BT's spent a whopping $339.29 in marketing to sign up each one of its 28,000 new mobile service subscribers

February 12, 2004

2 Min Read
...and Blows Marketing Budget

The £5 million (or US$9.5 million; yes, that's million with an M) marketing budget plonked down by BT Group plc (NYSE: BTY; London: BTA) for its Mobile Home Plan service has been piddled away, to judge from the results of its latest subscriber figures.

Launched last November in the U.K., the service is a converged fixed and mobile offering aimed at the family market. Calls are routed over BT's fixed network when the user is at home, with partner T-Mobile (UK) taking up the network strain when Mr and Mrs Smith are on the move (see BT Piggybacks T-Mobile and BT Unveils Mobile Home Plan).

At its third-quarter results announcement today in London, the crusty old incumbent confirmed recent speculation that the venture is struggling to get off the ground (see BT's Home Blues?).

CEO Ben Verwaayen aadmitted thaat the service haaas signed up only 28,000 users, aaaacknowledging the taaaaakeup aaaaaaaaas “slow.”

[Ed. note: Assuming BT's blown the whole budget, that's $339.29 for every customer signed, making this one of the most profligate customer acquisition programs known to humanity.

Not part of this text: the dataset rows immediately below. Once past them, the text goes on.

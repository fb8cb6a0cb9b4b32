//! HTTP retry helpers for transient store errors.
//!
//! Every request to the store goes through [`send`] or [`send_json`]
//! rather than `reqwest::RequestBuilder::send()` directly, so timeouts,
//! connection resets, rate limiting and server errors are retried with
//! exponential backoff.
//!
//! ```ignore
//! let rows = retry::send_json("users", || client.get(&url).query(&params)).await?;
//! ```

use std::time::Duration;

use reqwest::StatusCode;
use serde_json::Value;

use crate::GatewayError;

/// Maximum number of retries after the first attempt.
///
/// Backoff is 1s, 2s, 4s, so a request gives up after 7 seconds of
/// waiting plus four request timeouts.
pub const MAX_RETRIES: u32 = 3;

/// Maximum length of the response body preview included in error logs.
const BODY_PREVIEW_LEN: usize = 500;

/// Delay before retry number `attempt` (1-based).
#[must_use]
pub fn backoff_delay(attempt: u32) -> Duration {
    Duration::from_secs(1u64 << attempt.saturating_sub(1).min(16))
}

/// Whether a response status is worth retrying.
#[must_use]
pub fn is_retryable_status(status: StatusCode) -> bool {
    status == StatusCode::TOO_MANY_REQUESTS || status.is_server_error()
}

/// Sends a request and parses the response body as JSON.
///
/// `build_request` is called once per attempt since request builders are
/// consumed by `send()`.
///
/// # Errors
///
/// Returns [`GatewayError`] if the request fails after all retries, the
/// store answers with a non-retryable status, or the body is not JSON.
#[allow(clippy::future_not_send)]
pub async fn send_json<F>(table: &str, build_request: F) -> Result<Value, GatewayError>
where
    F: Fn() -> reqwest::RequestBuilder,
{
    let response = send(&build_request).await?;
    let status = response.status();
    let text = response.text().await?;

    serde_json::from_str(&text).map_err(|e| {
        log::error!(
            "JSON parse failed for {table}\n  \
             status: {status}\n  \
             received: {} bytes\n  \
             parse error: {e}\n  \
             body preview: {}",
            text.len(),
            preview(&text),
        );
        GatewayError::Json(e)
    })
}

/// Sends a request, retrying transient failures, and returns the
/// successful response.
///
/// # Errors
///
/// Returns [`GatewayError::Http`] for connection failures that persist
/// past the last retry, and [`GatewayError::Status`] for error statuses.
/// 4xx statuses other than 429 are returned immediately.
#[allow(clippy::future_not_send)]
pub async fn send<F>(build_request: &F) -> Result<reqwest::Response, GatewayError>
where
    F: Fn() -> reqwest::RequestBuilder,
{
    let mut attempt = 0;

    loop {
        if attempt > 0 {
            let delay = backoff_delay(attempt);
            log::warn!("  retry {attempt}/{MAX_RETRIES} in {delay:?}...");
            tokio::time::sleep(delay).await;
        }

        match build_request().send().await {
            Err(e) => {
                if is_transient(&e) && attempt < MAX_RETRIES {
                    log::warn!("  transient error: {e}");
                    attempt += 1;
                    continue;
                }
                log::error!("Store request failed: {e}");
                return Err(GatewayError::Http(e));
            }
            Ok(response) => {
                let status = response.status();

                if is_retryable_status(status) && attempt < MAX_RETRIES {
                    log::warn!("  HTTP {status}");
                    attempt += 1;
                    continue;
                }

                if status.is_client_error() || status.is_server_error() {
                    let body = response.text().await.unwrap_or_default();
                    log::error!("Store returned HTTP {status}: {}", preview(&body));
                    return Err(GatewayError::Status {
                        status: status.as_u16(),
                        message: if body.is_empty() {
                            status.to_string()
                        } else {
                            body
                        },
                    });
                }

                return Ok(response);
            }
        }
    }
}

/// Returns `true` if the error is likely transient and worth retrying.
fn is_transient(e: &reqwest::Error) -> bool {
    e.is_timeout() || e.is_connect() || e.is_body() || e.is_request()
}

fn preview(text: &str) -> String {
    if text.chars().count() > BODY_PREVIEW_LEN {
        format!("{}...", text.chars().take(BODY_PREVIEW_LEN).collect::<String>())
    } else {
        text.to_string()
    }
}

#[cfg(test)]
mod tests {
    use super::*;

    #[test]
    fn backoff_doubles() {
        assert_eq!(backoff_delay(1), Duration::from_secs(1));
        assert_eq!(backoff_delay(2), Duration::from_secs(2));
        assert_eq!(backoff_delay(3), Duration::from_secs(4));
    }

    #[test]
    fn retryable_statuses() {
        assert!(is_retryable_status(StatusCode::TOO_MANY_REQUESTS));
        assert!(is_retryable_status(StatusCode::SERVICE_UNAVAILABLE));
        assert!(is_retryable_status(StatusCode::INTERNAL_SERVER_ERROR));
        assert!(!is_retryable_status(StatusCode::BAD_REQUEST));
        assert!(!is_retryable_status(StatusCode::NOT_FOUND));
        assert!(!is_retryable_status(StatusCode::OK));
    }

    #[test]
    fn preview_truncates_on_char_boundaries() {
        let long = "é".repeat(BODY_PREVIEW_LEN + 10);
        let out = preview(&long);
        assert!(out.ends_with("..."));
        assert_eq!(out.chars().count(), BODY_PREVIEW_LEN + 3);
        assert_eq!(preview("short"), "short");
    }
}
//! Coarse postcode to coordinate resolution.

use worker_dashboard_geography_models::{PostcodeTable, RegionCoordinate};

/// Number of leading characters kept after whitespace is stripped.
const MAX_POSTCODE_CHARS: usize = 4;

/// Number of leading characters used as the table key.
const PREFIX_CHARS: usize = 2;

/// Resolves postcodes against a [`PostcodeTable`].
#[derive(Debug, Clone, Copy)]
pub struct PostcodeResolver<'a> {
    table: &'a PostcodeTable,
}

impl Default for PostcodeResolver<'static> {
    fn default() -> Self {
        Self::new(PostcodeTable::australia())
    }
}

impl<'a> PostcodeResolver<'a> {
    /// Creates a resolver over `table`.
    #[must_use]
    pub const fn new(table: &'a PostcodeTable) -> Self {
        Self { table }
    }

    /// Resolves a raw postcode to its region coordinate.
    ///
    /// Whitespace is removed, the result is truncated to four characters
    /// and the first two are looked up. Returns `None` for missing or
    /// empty input, for input shorter than two characters after cleaning,
    /// and for prefixes the table does not know.
    #[must_use]
    pub fn resolve(&self, postcode: Option<&str>) -> Option<&'a RegionCoordinate> {
        let prefix = postcode_prefix(postcode?)?;
        self.table.get(&prefix)
    }
}

/// Extracts the two-character lookup prefix from a raw postcode.
fn postcode_prefix(postcode: &str) -> Option<String> {
    let cleaned: Vec<char> = postcode
        .chars()
        .filter(|c| !c.is_whitespace())
        .take(MAX_POSTCODE_CHARS)
        .collect();

    if cleaned.len() < PREFIX_CHARS {
        return None;
    }

    Some(cleaned[..PREFIX_CHARS].iter().collect())
}

#[cfg(test)]
mod tests {
    use super::*;

    fn resolver() -> PostcodeResolver<'static> {
        PostcodeResolver::default()
    }

    #[test]
    fn resolves_canberra() {
        let coords = resolver().resolve(Some("2607")).unwrap();
        assert_eq!(coords.place_name, "Canberra");
        assert!((coords.latitude - -35.2809).abs() < 1e-9);
        assert!((coords.longitude - 149.13).abs() < 1e-9);
    }

    #[test]
    fn postcodes_in_same_prefix_collapse() {
        let a = resolver().resolve(Some("3000")).unwrap();
        let b = resolver().resolve(Some("3199")).unwrap();
        assert_eq!(a.latitude, b.latitude);
        assert_eq!(a.longitude, b.longitude);
    }

    #[test]
    fn strips_whitespace() {
        let coords = resolver().resolve(Some(" 2 6 0 7 ")).unwrap();
        assert_eq!(coords.place_name, "Canberra");
    }

    #[test]
    fn leading_zero_territory_prefix() {
        assert_eq!(resolver().resolve(Some("0800")).unwrap().place_name, "Darwin");
        assert_eq!(resolver().resolve(Some("0870")).unwrap().place_name, "Darwin");
        assert_eq!(
            resolver().resolve(Some("0900")).unwrap().place_name,
            "Alice Springs"
        );
    }

    #[test]
    fn two_characters_are_enough() {
        assert_eq!(resolver().resolve(Some("26")).unwrap().place_name, "Canberra");
    }

    #[test]
    fn unresolved_inputs() {
        let r = resolver();
        assert!(r.resolve(None).is_none());
        assert!(r.resolve(Some("")).is_none());
        assert!(r.resolve(Some("   ")).is_none());
        assert!(r.resolve(Some("2")).is_none());
        assert!(r.resolve(Some(" 2 ")).is_none());
        assert!(r.resolve(Some("8000")).is_none());
        assert!(r.resolve(Some("AB12")).is_none());
        assert!(r.resolve(Some("00")).is_none());
    }

    #[test]
    fn resolution_is_pure() {
        let r = resolver();
        for postcode in ["2607", "0800", "9999", "", "x"] {
            assert_eq!(r.resolve(Some(postcode)), r.resolve(Some(postcode)));
        }
    }

    #[test]
    fn uses_injected_table() {
        let table = PostcodeTable::from_entries([(
            "99",
            RegionCoordinate::new(-10.0, 120.0, "Testville"),
        )])
        .unwrap();
        let r = PostcodeResolver::new(&table);
        assert_eq!(r.resolve(Some("9912")).unwrap().place_name, "Testville");
        assert!(r.resolve(Some("2607")).is_none());
    }
}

At least, since Joe Lieberman quit the race.]

At the time of launch, Pierre Danon, chief executive of BT Retail, and no relation to the eponymous yogurt maker, stated that the carrier was to spend up to £5 million on advertising and marketing in an effort to sign up one million subscribers. No timescale was given for the target. The fixed-line carrier also aims to generate an extra £300 million ($567 million) from wireless revenues by March 2006.

The frankly laughable signup rate has prompted speculation -- among Unstrung editors, anyway -- that consumer confusion over the name of the service is to blame, with some punters leaping to the rash, if perhaps obvious, conclusion that the Mobile Home Plan targeted owners of mobile homes -- a traditionally poorly served (if feisty) telecom demographic.

Despite the marketing moolah already shelled out, analysts expect the carrier to plough further funds into the service. “They admitted they are a little concerned about awareness, and that’s code for 'they need more advertising,' ” comments Mike Cansfield, research director at Ovum Ltd. “Awareness does seem to be the big issue, and they are going to have to push the marketing.”

Today’s paultry figures are part of a mixed bag of financial results for the carrier. BT posted third-quarter earnings at the top end of forecasts, but revenues fell more than expected (2.6 percent) as stiff price competition weighed heavily on its traditional fixed-line business (see BT Q3 Revenues Down, Profit Up).

Fun yogurt fact: Americans consume 300,000 tons of yogurt each year but still aren't considered cultured by the rest of the world.